(Items from a dataset)
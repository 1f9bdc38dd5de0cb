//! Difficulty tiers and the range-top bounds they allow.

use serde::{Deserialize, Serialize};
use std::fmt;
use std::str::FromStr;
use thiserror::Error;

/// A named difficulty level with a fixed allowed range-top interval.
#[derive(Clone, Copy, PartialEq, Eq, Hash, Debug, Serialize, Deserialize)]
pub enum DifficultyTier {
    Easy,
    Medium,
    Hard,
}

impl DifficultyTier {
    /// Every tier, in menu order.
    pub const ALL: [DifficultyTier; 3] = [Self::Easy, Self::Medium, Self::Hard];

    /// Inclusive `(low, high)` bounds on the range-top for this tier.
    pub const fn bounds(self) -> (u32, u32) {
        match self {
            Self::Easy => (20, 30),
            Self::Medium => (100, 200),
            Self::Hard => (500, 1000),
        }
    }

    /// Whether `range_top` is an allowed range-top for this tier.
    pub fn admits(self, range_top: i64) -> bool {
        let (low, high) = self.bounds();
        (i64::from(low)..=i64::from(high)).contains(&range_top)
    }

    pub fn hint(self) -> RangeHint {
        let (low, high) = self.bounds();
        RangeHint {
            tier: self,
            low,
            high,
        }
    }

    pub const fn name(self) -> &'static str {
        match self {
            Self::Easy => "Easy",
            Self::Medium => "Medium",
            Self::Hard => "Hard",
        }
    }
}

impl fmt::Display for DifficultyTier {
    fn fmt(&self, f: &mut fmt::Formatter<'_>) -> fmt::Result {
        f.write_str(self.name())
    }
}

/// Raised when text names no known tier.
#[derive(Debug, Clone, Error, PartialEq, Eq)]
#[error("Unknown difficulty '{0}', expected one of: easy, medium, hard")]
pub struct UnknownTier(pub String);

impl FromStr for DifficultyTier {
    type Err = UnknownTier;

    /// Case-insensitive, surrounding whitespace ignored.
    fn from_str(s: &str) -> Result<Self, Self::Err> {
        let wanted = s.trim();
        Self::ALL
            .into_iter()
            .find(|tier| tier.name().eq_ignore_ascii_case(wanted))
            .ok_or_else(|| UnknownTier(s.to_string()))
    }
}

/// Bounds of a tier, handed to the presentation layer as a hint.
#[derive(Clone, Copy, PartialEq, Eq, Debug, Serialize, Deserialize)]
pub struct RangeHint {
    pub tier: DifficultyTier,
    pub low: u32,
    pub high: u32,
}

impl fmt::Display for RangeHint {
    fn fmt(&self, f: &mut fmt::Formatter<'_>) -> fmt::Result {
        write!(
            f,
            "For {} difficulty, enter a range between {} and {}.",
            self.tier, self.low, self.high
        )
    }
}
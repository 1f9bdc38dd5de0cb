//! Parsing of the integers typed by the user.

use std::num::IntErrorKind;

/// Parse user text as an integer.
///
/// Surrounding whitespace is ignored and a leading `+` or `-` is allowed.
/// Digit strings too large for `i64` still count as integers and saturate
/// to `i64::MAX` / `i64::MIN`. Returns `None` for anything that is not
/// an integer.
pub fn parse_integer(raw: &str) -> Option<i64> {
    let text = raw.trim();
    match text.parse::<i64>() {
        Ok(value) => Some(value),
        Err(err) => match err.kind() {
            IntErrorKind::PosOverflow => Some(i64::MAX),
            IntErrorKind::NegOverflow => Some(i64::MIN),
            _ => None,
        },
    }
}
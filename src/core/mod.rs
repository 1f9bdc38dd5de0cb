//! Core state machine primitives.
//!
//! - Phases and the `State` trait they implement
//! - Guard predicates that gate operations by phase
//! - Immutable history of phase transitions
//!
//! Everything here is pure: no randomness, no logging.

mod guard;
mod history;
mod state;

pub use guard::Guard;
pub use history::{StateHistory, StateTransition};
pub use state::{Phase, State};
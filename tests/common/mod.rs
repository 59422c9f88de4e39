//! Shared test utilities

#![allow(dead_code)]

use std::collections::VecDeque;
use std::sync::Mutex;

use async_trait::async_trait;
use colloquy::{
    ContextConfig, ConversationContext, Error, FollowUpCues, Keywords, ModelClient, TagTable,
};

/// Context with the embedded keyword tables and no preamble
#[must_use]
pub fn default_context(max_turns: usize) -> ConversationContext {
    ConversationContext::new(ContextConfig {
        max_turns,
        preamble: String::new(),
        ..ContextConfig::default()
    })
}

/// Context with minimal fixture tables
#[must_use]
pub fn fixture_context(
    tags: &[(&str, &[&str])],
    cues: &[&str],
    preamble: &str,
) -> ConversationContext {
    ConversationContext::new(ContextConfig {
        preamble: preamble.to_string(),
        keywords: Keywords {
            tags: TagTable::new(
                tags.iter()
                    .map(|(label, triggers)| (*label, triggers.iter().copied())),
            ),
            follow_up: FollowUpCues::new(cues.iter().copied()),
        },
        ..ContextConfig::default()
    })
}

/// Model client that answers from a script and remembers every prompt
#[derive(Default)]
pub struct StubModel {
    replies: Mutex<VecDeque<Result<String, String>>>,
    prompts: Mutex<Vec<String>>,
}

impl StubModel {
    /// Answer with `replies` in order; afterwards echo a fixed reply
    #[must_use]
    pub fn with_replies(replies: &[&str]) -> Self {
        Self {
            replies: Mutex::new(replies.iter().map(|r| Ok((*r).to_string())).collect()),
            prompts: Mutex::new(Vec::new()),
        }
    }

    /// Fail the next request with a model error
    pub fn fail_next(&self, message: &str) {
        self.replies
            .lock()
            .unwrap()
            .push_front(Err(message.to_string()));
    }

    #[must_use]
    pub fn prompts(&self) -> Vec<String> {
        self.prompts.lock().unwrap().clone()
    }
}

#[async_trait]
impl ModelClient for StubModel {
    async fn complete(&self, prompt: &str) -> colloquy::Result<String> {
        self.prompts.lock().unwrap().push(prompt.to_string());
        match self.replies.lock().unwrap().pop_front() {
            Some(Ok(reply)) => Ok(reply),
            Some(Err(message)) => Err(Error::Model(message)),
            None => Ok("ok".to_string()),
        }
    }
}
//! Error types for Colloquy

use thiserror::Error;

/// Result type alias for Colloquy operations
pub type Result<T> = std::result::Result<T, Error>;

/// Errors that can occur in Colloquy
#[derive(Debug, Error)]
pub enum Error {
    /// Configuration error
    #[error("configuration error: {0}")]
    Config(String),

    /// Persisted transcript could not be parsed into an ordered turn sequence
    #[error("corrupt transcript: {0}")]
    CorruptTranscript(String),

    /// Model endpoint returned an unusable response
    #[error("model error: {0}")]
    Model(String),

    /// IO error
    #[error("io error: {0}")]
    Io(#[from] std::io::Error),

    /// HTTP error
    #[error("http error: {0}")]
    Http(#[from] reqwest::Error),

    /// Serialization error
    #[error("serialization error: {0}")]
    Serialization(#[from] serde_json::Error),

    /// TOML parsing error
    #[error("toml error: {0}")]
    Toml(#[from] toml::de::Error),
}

**Exercise description:** Among the records above, find each line holding "message" and list it.

**Output for this task:**
    pub fn fail_next(&self, message: &str) {
            .push_front(Err(message.to_string()));
            Some(Err(message)) => Err(Error::Model(message)),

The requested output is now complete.